Autophagy is a reparative, life-sustaining process by which cytoplasmic components are sequestered in double-membrane vesicles and degraded on fusion with lysosomal compartments. Growing evidence reveals that basal autophagy is an essential in vivo process mediating proper vascular function. Moreover, autophagy is stimulated by many stress-related stimuli in the arterial wall to protect endothelial cells and smooth muscle cells against cell death and the initiation of
vascular disease, in particular
atherosclerosis. Basal autophagy is atheroprotective during early
atherosclerosis but becomes dysfunctional in advanced
atherosclerotic plaques.

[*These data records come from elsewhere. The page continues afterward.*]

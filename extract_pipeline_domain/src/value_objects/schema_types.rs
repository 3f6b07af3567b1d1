// /////////////////////////////////////////////////////////////////////////////
// Extract Pipeline RS
// Copyright (c) 2025 Michael Gardner, A Bit of Help, Inc.
// SPDX-License-Identifier: BSD-3-Clause
// See LICENSE file in the project root.
// /////////////////////////////////////////////////////////////////////////////

//! # Schema Value Objects
//!
//! Value objects shared by the destination job client and the versioned
//! schema storage: warehouse column types, table descriptions, and the
//! version rows persisted alongside loaded data.
//!
//! These types sit at the boundary of the engine. The dispatcher never
//! inspects them; they describe what the destination side of an extraction
//! run stores and introspects.

use chrono::{DateTime, Utc};
use serde::{Deserialize, Serialize};

/// Warehouse-level column data types.
#[derive(Debug, Clone, Copy, PartialEq, Eq, Serialize, Deserialize)]
#[serde(rename_all = "snake_case")]
pub enum WarehouseType {
    Text,
    Bigint,
    Double,
    Bool,
    Timestamp,
    Binary,
    Json,
}

impl WarehouseType {
    /// Canonical lowercase name, as stored in schema documents.
    pub fn as_str(&self) -> &'static str {
        match self {
            WarehouseType::Text => "text",
            WarehouseType::Bigint => "bigint",
            WarehouseType::Double => "double",
            WarehouseType::Bool => "bool",
            WarehouseType::Timestamp => "timestamp",
            WarehouseType::Binary => "binary",
            WarehouseType::Json => "json",
        }
    }
}

/// A single column of a destination table.
///
/// `unique` and `primary_key` are hints: they participate in `CREATE TABLE`
/// emission but may not be added through `ALTER TABLE` after the table
/// exists.
#[derive(Debug, Clone, PartialEq, Eq, Serialize, Deserialize)]
pub struct ColumnSchema {
    pub name: String,
    pub data_type: WarehouseType,
    #[serde(default = "default_nullable")]
    pub nullable: bool,
    #[serde(default)]
    pub unique: bool,
    #[serde(default)]
    pub primary_key: bool,
}

fn default_nullable() -> bool {
    true
}

impl ColumnSchema {
    /// A nullable column with no hints.
    pub fn new(name: impl Into<String>, data_type: WarehouseType) -> Self {
        ColumnSchema {
            name: name.into(),
            data_type,
            nullable: true,
            unique: false,
            primary_key: false,
        }
    }

    /// Marks the column NOT NULL.
    pub fn not_null(mut self) -> Self {
        self.nullable = false;
        self
    }

    /// Whether any hint is set that cannot be applied via `ALTER TABLE`.
    pub fn has_hints(&self) -> bool {
        self.unique || self.primary_key
    }
}

/// An ordered collection of columns belonging to one destination table.
#[derive(Debug, Clone, Default, PartialEq, Eq, Serialize, Deserialize)]
pub struct TableSchema {
    pub name: String,
    pub columns: Vec<ColumnSchema>,
}

impl TableSchema {
    pub fn new(name: impl Into<String>) -> Self {
        TableSchema { name: name.into(), columns: Vec::new() }
    }

    pub fn with_column(mut self, column: ColumnSchema) -> Self {
        self.columns.push(column);
        self
    }

    pub fn column(&self, name: &str) -> Option<&ColumnSchema> {
        self.columns.iter().find(|c| c.name == name)
    }

    pub fn has_column(&self, name: &str) -> bool {
        self.column(name).is_some()
    }
}

/// One row of the schema version table kept next to loaded data.
#[derive(Debug, Clone, PartialEq, Eq, Serialize, Deserialize)]
pub struct SchemaVersionInfo {
    pub version_hash: String,
    pub schema_name: String,
    pub version: i64,
    pub engine_version: i64,
    pub inserted_at: DateTime<Utc>,
    /// The serialized schema document, decompressed if it was stored
    /// compressed.
    pub schema: String,
}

Little is known about autophagy in other vascular disorders, such as
aneurysm formation, arterial aging, vascular stiffness, and chronic venous disease, even though autophagy is often impaired. This finding highlights the need for pharmacological interventions with compounds that stimulate the prosurvival effects of autophagy in the vasculature. A large number of animal studies and clinical trials have indicated that oral or
stent-based delivery of the autophagy inducer
rapamycin or derivatives thereof, collectively known as
rapalogs, effectively inhibit the basic mechanisms that control growth and destabilization of
atherosclerotic plaques. Other autophagy-inducing drugs, such as
spermidine or add-on
therapy with widely used antiatherogenic compounds, including
statins and
metformin, are potentially useful to prevent
vascular disease with minimal adverse effects.